It has to be fruitful

Your promise is well tried,

And your servant loves it all. Psalm 119:140

 

Read Luke 8:4—10

I am one or other of these four kinds of soil. I really cannot see any other option I am given. If I’m not the fourth kind, the good soil, absorbing the word of the Lord like deep-rooted seed, flourishing, reproducing, giving it out again a hundredfold — if I’m not that, I’m not anything. I know that! It’s the only way I can read it. The only way to take Jesus. But I have, in one lifetime, managed to be each of the first three kinds of soil as well.
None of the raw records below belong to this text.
//! Confirmation gate
//!
//! Tracks the single outstanding confirmation request per session. The
//! gate never enforces `timeout_seconds`; that value is advisory metadata
//! for the operator surface.

use std::collections::HashMap;
use std::sync::RwLock;

use crate::errors::OrchestratorError;
use crate::models::confirmation::{ConfirmationRequest, ConfirmationResponse};

/// At-most-one pending confirmation request per session
#[derive(Default)]
pub struct ConfirmationGate {
    pending: RwLock<HashMap<String, ConfirmationRequest>>,
}

impl ConfirmationGate {
    pub fn new() -> Self {
        Self::default()
    }

    /// Install a pending request; rejects if one is already open
    pub fn open(
        &self,
        session_id: &str,
        request: ConfirmationRequest,
    ) -> Result<(), OrchestratorError> {
        let mut pending = self.pending.write().unwrap_or_else(|e| e.into_inner());

        if pending.contains_key(session_id) {
            return Err(OrchestratorError::ConfirmationPending(session_id.to_string()));
        }

        pending.insert(session_id.to_string(), request);
        Ok(())
    }

    /// Atomically take the pending request matching the given response
    ///
    /// The request is removed before being returned, so the engine acts on
    /// each confirmation exactly once. A response for the wrong step puts
    /// the request back untouched.
    pub fn resolve(
        &self,
        session_id: &str,
        response: &ConfirmationResponse,
    ) -> Result<ConfirmationRequest, OrchestratorError> {
        let mut pending = self.pending.write().unwrap_or_else(|e| e.into_inner());

        let request = pending
            .remove(session_id)
            .ok_or_else(|| OrchestratorError::NoPendingConfirmation(session_id.to_string()))?;

        if request.step_id != response.step_id {
            let expected = request.step_id;
            pending.insert(session_id.to_string(), request);
            return Err(OrchestratorError::StepMismatch {
                expected,
                got: response.step_id,
            });
        }

        Ok(request)
    }

    /// Look at the pending request without consuming it
    pub fn peek(&self, session_id: &str) -> Option<ConfirmationRequest> {
        let pending = self.pending.read().unwrap_or_else(|e| e.into_inner());
        pending.get(session_id).cloned()
    }

    /// Drop any pending request, e.g. on cancellation
    pub fn discard(&self, session_id: &str) -> Option<ConfirmationRequest> {
        let mut pending = self.pending.write().unwrap_or_else(|e| e.into_inner());
        pending.remove(session_id)
    }
}

#[cfg(test)]
mod tests {
    use super::*;
    use crate::catalog::StepId;
    use crate::models::confirmation::ConfirmationAction;
    use serde_json::Map;

    fn request(step: StepId) -> ConfirmationRequest {
        ConfirmationRequest::before_step(step, 300, Map::new())
    }

    fn response(step: StepId) -> ConfirmationResponse {
        ConfirmationResponse {
            step_id: step,
            action: ConfirmationAction::Confirm,
            reason: None,
        }
    }

    #[test]
    fn test_open_rejects_second_request() {
        let gate = ConfirmationGate::new();
        gate.open("s-1", request(StepId::SystemDetection)).unwrap();

        let err = gate.open("s-1", request(StepId::DockerInstallation)).unwrap_err();
        assert!(matches!(err, OrchestratorError::ConfirmationPending(_)));
    }

    #[test]
    fn test_resolve_consumes_request() {
        let gate = ConfirmationGate::new();
        gate.open("s-1", request(StepId::SystemDetection)).unwrap();

        gate.resolve("s-1", &response(StepId::SystemDetection)).unwrap();

        let err = gate.resolve("s-1", &response(StepId::SystemDetection)).unwrap_err();
        assert!(matches!(err, OrchestratorError::NoPendingConfirmation(_)));
    }

    #[test]
    fn test_step_mismatch_keeps_request_pending() {
        let gate = ConfirmationGate::new();
        gate.open("s-1", request(StepId::SystemDetection)).unwrap();

        let err = gate.resolve("s-1", &response(StepId::AppDeployment)).unwrap_err();
        assert!(matches!(err, OrchestratorError::StepMismatch { .. }));
        assert!(gate.peek("s-1").is_some());
    }
}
If I take a moment I will remember when I have blocked out God’s voice, not wanting to hear at all; when my enthusiasm has died, shone bright, then died; when the cares and preoccupations of my life, so pressing in themselves, have choked out the voice of God. Yet his word comes to me now, the voice of Jesus. This word is inexhaustible. Every day I listen he will speak to me afresh. ‘As for that in the good soil, these are the ones who, when they hear the word, hold it fast in an honest and good heart, and bear fruit with patient endurance.’

 

Dear Lord, your word has fallen like seed upon me. You have spoken to me. In you all the promises of God are ‘Yes.’ Your word is ultimately affirming. It is Good News way beyond myself. And it, your word, I see is not to be wasted. It is to be attended to. In hearing you I meet you. I learn how much I am loved. Over time you reveal your purpose for me. I am sure that your word is also for others I know already and for those you will lead me to know in the future. So it has to be fruitful. It has to lead us to discoveries about each other and to conversations about you. In your word I meet you and grow in you. I meet others and grow in relationship with them. I meet myself, and grow and grow and grow. May my rest tonight prepare me for fruitfulness tomorrow.